So summer vacation began yesterday.

It started out when I heard screaming coming from the basement as I spent time writing in my favorite chair and drinking my morning tea. Not long after that little mishap was resolved Wyatt comes running into the kitchen yelling “Moooooom! Henley called me a BIG BUTT FACE!”

Oh, but wait… The day ended with me breaking the middle toe on my right foot.

You read that correctly. And no, I didn’t kick any of my children.

I have to admit that I’ve been slightly apprehensive about this being at home all day every day with the kids. I knew it would be an adjustment to this only child who tends to like things a little more quiet than virtually everyone else in the house. Yet even so, I’ve been incredibly excited about it because it’s the FIRST SUMMER I’ve been able to be home with them. Ever.

The last 11 years have been a juggle between the both of us working full time but also trying to make sure we’re achieving the life balance. In all honestly, we’d always been relatively happy with where that seemed to land. Relatively. It definitely had it’s disadvantages, but being self-employed always meant that it might be a good idea for me to hold down a full-time job to provide our family with health insurance.

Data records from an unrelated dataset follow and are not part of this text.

//! Immediate-Mode GUI
//!
//! Menus are built every frame by calling widget functions on an [`Imgui`].
//! Each call handles that widget's input and returns the result right away
//! (clicked, value changed, entry selected); drawing is queued and replayed
//! on the render backend when the frame ends.
//!
//! # Frame Structure
//!
//! - [`Imgui::begin`] with the frame's [`FrameInput`](crate::input::FrameInput)
//! - any number of `do_*` widget calls, each with a widget id that stays the
//!   same from frame to frame
//! - [`Imgui::end`] to draw
//!
//! # Example Usage
//!
//! ```rust,ignore
//! use crate::gui::Imgui;
//!
//! gui.begin(input.poll());
//! gui.do_cursor(true);
//! if gui.do_button_id(1, Vector2::new(400.0, 300.0), StringId::MenuStart, TextFlags::ALIGN_CENTER) {
//!     state = AppState::Match;
//! }
//! gui.end(backend.as_mut())?;
//! ```

pub mod imgui;
pub mod queue;
pub mod state;

pub use imgui::{DEFAULT_OVERLAY_OPACITY, Imgui, SelectBoxAction};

However, I’ve learned that change is inevitable. And with or without health insurance, something needed to change. Sometimes things that always worked before, won’t continue to work forever.

God gave me so much peace in the decision that followed.

So you can imagine how I felt in the precise moment I heard Wyatt yelling at the top of his lungs that his sister had just referred to his face as a giant rear end. I might’ve even let my mind wander dangerously close to something that sounded an awful lot like, “You mean I gave up my job for this?”

News flash: I’m not perfect.

Spending more time at home has allowed me to get a real glimpse of God’s grace. Grace keeps me calm when I’d really love to shout back at their insolent remarks toward one another. Grace brings me down on one knee to look them in the eyes when I need to put myself on their level. Grace is the forgiveness that comes when they’ve spilled chocolate milk on the white carpet. Grace lets the little things roll off my back when I’m being anal enough to want everything “just so.” 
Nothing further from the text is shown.